A Guarda Civil espanhola encontrou no domingo em Rianxo (Galiza) um cadáver que poderá ser o da jovem madrilena Diana Quer, desaparecida em 2016, na sequência da confissão do seu alegado homicida, José Enrique Abuín.

O corpo foi encontrado às cinco da manhã (menos uma hora em Lisboa) num poço localizado numa propriedade industrial em Asados, em Rianxo (província da Corunha).

De acordo com o ministro do Interior espanhol, José Ignacio Zoido, tudo parece indicar que se trata da jovem que desapareceu a 22 de agosto de 2016 em A Pobra do Caramiñal (Corunha), mas salientou que falta a confirmação forense.

Suspeito em tribunal

José Enrique Abuín Gey, conhecido por "el Chicle", terá confessado o crime e está esta segunda-feira, segundo o jornal El País a ser ouvido em tribunal na Corunha.

A polícia chegou ao corpo na sequência da detenção de José Enrique Abuín, conhecido por "El Chicle". Abuín estava na lista de suspeitos pelo desaparecimento de Diana Quer, mas foi detido por tentativa de sequestro e abuso sexual de uma outra mulher em Boiro (Corunha) no dia 25 de dezembro.

A mulher queixou-se à polícia, a descrição que fez batia certo com Abuín e este foi detido a 29 de dezembro em Boiro, juntamente com a sua mulher, Rosario Rodríguez.

Durante a investigação original, a mulher de Abuín declarou que este tinha estado consigo na noite em que a jovem madrilena Diana Quer desapareceu. No entanto, no sábado voltou atrás e confessou que Abuín tinha saído na noite do crime, destruindo o seu álibi.

Nas declarações que prestou à Guarda Civil, "El Chicle" confessou ter matado Diana Quer, revelou o local onde estava o corpo e acompanhou os agentes ao local da descoberta. Também disse que agiu sozinho e que matou Diana Quer atropelando-a, noticiou a agência EFE, citando fontes da investigação.

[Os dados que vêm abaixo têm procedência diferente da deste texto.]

//! Main entry point for the skelblend CLI

mod cli;
mod commands;

use anyhow::Result;
use clap::Parser;

use crate::cli::{Cli, Commands};

fn main() -> Result<()> {
    // Initialize logger
    env_logger::Builder::from_env(env_logger::Env::default().default_filter_or("warn")).init();

    // Parse command line arguments
    let cli = Cli::parse();

    // Set verbosity
    if cli.verbose > 0 {
        log::set_max_level(match cli.verbose {
            1 => log::LevelFilter::Info,
            2 => log::LevelFilter::Debug,
            _ => log::LevelFilter::Trace,
        });
    } else if cli.quiet {
        log::set_max_level(log::LevelFilter::Error);
    }

    match cli.command {
        Commands::Inspect { file } => commands::inspect::execute(&file),
        Commands::Simulate(args) => commands::simulate::execute(&args),
    }
}
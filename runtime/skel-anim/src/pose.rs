//! Joint buffer math
//!
//! Masked pose blends, pose to matrix conversion and hierarchy propagation.
//! Every function takes an explicit joint index list so layers can restrict
//! their influence to a subset of the skeleton.

use glam::Mat4;

use crate::types::JointPose;

/// Override blend: move each listed joint of `joints` towards `blend` by `fraction`
pub fn blend_joints(joints: &mut [JointPose], blend: &[JointPose], fraction: f32, indices: &[usize]) {
    for &index in indices {
        let (Some(dst), Some(src)) = (joints.get_mut(index), blend.get(index)) else {
            continue;
        };
        dst.rotation = dst.rotation.slerp(src.rotation, fraction);
        dst.translation = dst.translation.lerp(src.translation, fraction);
        dst.scale = dst.scale.lerp(src.scale, fraction);
    }
}

/// Additive blend: layer `blend` on top of the listed joints of `joints`
///
/// Rotation moves towards `blend.rotation * rotation`, translation gains
/// `blend.translation * fraction` and scale moves towards `scale * blend.scale`.
pub fn additive_blend_joints(
    joints: &mut [JointPose],
    blend: &[JointPose],
    fraction: f32,
    indices: &[usize],
) {
    for &index in indices {
        let (Some(dst), Some(src)) = (joints.get_mut(index), blend.get(index)) else {
            continue;
        };
        let added = src.rotation * dst.rotation;
        dst.rotation = dst.rotation.slerp(added, fraction);
        dst.translation += src.translation * fraction;
        dst.scale = dst.scale.lerp(dst.scale * src.scale, fraction);
    }
}

/// Copy every joint of `src` into `dst`
pub fn copy_joints(dst: &mut [JointPose], src: &[JointPose]) {
    let count = dst.len().min(src.len());
    dst[..count].copy_from_slice(&src[..count]);
}

pub fn convert_joint_poses_to_mats(mats: &mut [Mat4], poses: &[JointPose]) {
    for (mat, pose) in mats.iter_mut().zip(poses) {
        *mat = Mat4::from_scale_rotation_translation(pose.scale, pose.rotation, pose.translation);
    }
}

/// Concatenate parent transforms for joints in `first..last`
///
/// Parents must precede their children. Joints with a negative parent index
/// are roots and keep their local matrix.
pub fn transform_joints(mats: &mut [Mat4], parents: &[i32], first: usize, last: usize) {
    let last = last.min(mats.len()).min(parents.len());
    for index in first..last {
        let parent = parents[index];
        if parent < 0 || parent as usize >= index {
            continue;
        }
        mats[index] = mats[parent as usize] * mats[index];
    }
}

#[cfg(test)]
mod tests {
    use super::*;
    use glam::{Quat, Vec3};

    const EPS: f32 = 1e-5;

    fn pose(x: f32) -> JointPose {
        JointPose::from_translation(Vec3::new(x, 0.0, 0.0))
    }

    #[test]
    fn test_blend_joints_respects_mask() {
        let mut joints = vec![pose(0.0); 4];
        let blend = vec![pose(10.0); 4];
        blend_joints(&mut joints, &blend, 0.5, &[1, 3]);

        assert_eq!(joints[0], pose(0.0));
        assert!((joints[1].translation.x - 5.0).abs() < EPS);
        assert_eq!(joints[2], pose(0.0));
        assert!((joints[3].translation.x - 5.0).abs() < EPS);
    }

    #[test]
    fn test_additive_blend_adds_offsets() {
        let mut joints = vec![pose(1.0); 2];
        let mut blend = vec![pose(2.0); 2];
        blend[1].rotation = Quat::from_rotation_z(1.0);
        blend[1].scale = Vec3::splat(2.0);

        additive_blend_joints(&mut joints, &blend, 1.0, &[1]);

        assert_eq!(joints[0], pose(1.0));
        assert!((joints[1].translation.x - 3.0).abs() < EPS);
        assert!(joints[1].rotation.angle_between(Quat::from_rotation_z(1.0)) < 1e-3);
        assert!((joints[1].scale - Vec3::splat(2.0)).length() < EPS);
    }

    #[test]
    fn test_additive_blend_with_zero_fraction_is_noop() {
        let mut joints = vec![pose(1.0); 1];
        let blend = vec![pose(5.0); 1];
        additive_blend_joints(&mut joints, &blend, 0.0, &[0]);
        assert!((joints[0].translation.x - 1.0).abs() < EPS);
    }

    #[test]
    fn test_transform_joints_concatenates_chain() {
        let poses = vec![pose(1.0), pose(2.0), pose(3.0)];
        let mut mats = vec![Mat4::IDENTITY; 3];
        convert_joint_poses_to_mats(&mut mats, &poses);
        transform_joints(&mut mats, &[-1, 0, 1], 1, 3);

        assert!((mats[0].w_axis.x - 1.0).abs() < EPS);
        assert!((mats[1].w_axis.x - 3.0).abs() < EPS);
        assert!((mats[2].w_axis.x - 6.0).abs() < EPS);
    }
}
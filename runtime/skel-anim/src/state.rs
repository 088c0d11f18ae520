//! A schedulable state of the transition graph

use glam::{Quat, Vec2, Vec3};

use crate::layer::NodeRef;
use crate::types::{Aabb, JointPose};
use crate::view::LayerView;

/// Named trigger at a normalized time of a state
#[derive(Debug, Clone, PartialEq)]
pub struct AnimEvent {
    /// Normalized time in `[0, 1]`
    pub time: f32,
    /// Script function called when playback crosses `time`
    pub name: String,
}

/// Plays a single clip or a blend tree and carries authored time events
#[derive(Debug, Clone)]
pub struct AnimState {
    name: String,
    motion: Option<NodeRef>,
    events: Vec<AnimEvent>,
    editor_position: Vec2,
}

impl AnimState {
    pub fn new(name: impl Into<String>) -> Self {
        Self {
            name: name.into(),
            motion: None,
            events: Vec::new(),
            editor_position: Vec2::ZERO,
        }
    }

    pub fn name(&self) -> &str {
        &self.name
    }

    pub(crate) fn set_name(&mut self, name: String) {
        self.name = name;
    }

    pub fn motion(&self) -> Option<NodeRef> {
        self.motion
    }

    /// Returns the replaced motion so the owning layer can release it
    pub(crate) fn set_motion(&mut self, motion: Option<NodeRef>) -> Option<NodeRef> {
        std::mem::replace(&mut self.motion, motion)
    }

    pub fn events(&self) -> &[AnimEvent] {
        &self.events
    }

    pub fn add_event(&mut self, time: f32, name: impl Into<String>) {
        self.events.push(AnimEvent {
            time: time.clamp(0.0, 1.0),
            name: name.into(),
        });
    }

    pub fn remove_event(&mut self, index: usize) -> Option<AnimEvent> {
        (index < self.events.len()).then(|| self.events.remove(index))
    }

    pub fn editor_position(&self) -> Vec2 {
        self.editor_position
    }

    pub fn set_editor_position(&mut self, position: Vec2) {
        self.editor_position = position;
    }

    /// Playback length in milliseconds
    pub fn duration(&self, view: &LayerView) -> f32 {
        self.motion.map_or(0.0, |motion| view.node_duration(motion))
    }

    pub fn frame(&self, view: &LayerView, normalized_time: f32, out: &mut [JointPose]) {
        if let Some(motion) = self.motion {
            view.node_frame(motion, normalized_time, out);
        }
    }

    pub fn translation(&self, view: &LayerView, normalized_time: f32) -> Vec3 {
        self.motion
            .map_or(Vec3::ZERO, |motion| view.node_translation(motion, normalized_time))
    }

    pub fn rotation(&self, view: &LayerView, normalized_time: f32) -> Quat {
        self.motion
            .map_or(Quat::IDENTITY, |motion| view.node_rotation(motion, normalized_time))
    }

    pub fn aabb(&self, view: &LayerView, normalized_time: f32) -> Aabb {
        self.motion
            .map_or_else(Aabb::cleared, |motion| view.node_aabb(motion, normalized_time))
    }
}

No entanto, apesar da confissão, as autoridades policiais espanholas não descartam outras linhas de investigação sobre as circunstâncias da morte, devido às muitas dúvidas suscitadas pelos pormenores avançados por “El Chicle” nos sucessivos testemunhos à polícia.

O crime emocionou a sociedade espanhola, sobretudo na região da Galiza. Perto de 200 pessoas concentraram-se domingo à tarde em frente à câmara municipal de A Pobra do Caramiñal em "sinal de dor" pelo assassínio de Diana Quer e para rejeitar com firmeza a violência exercida contra as mulheres.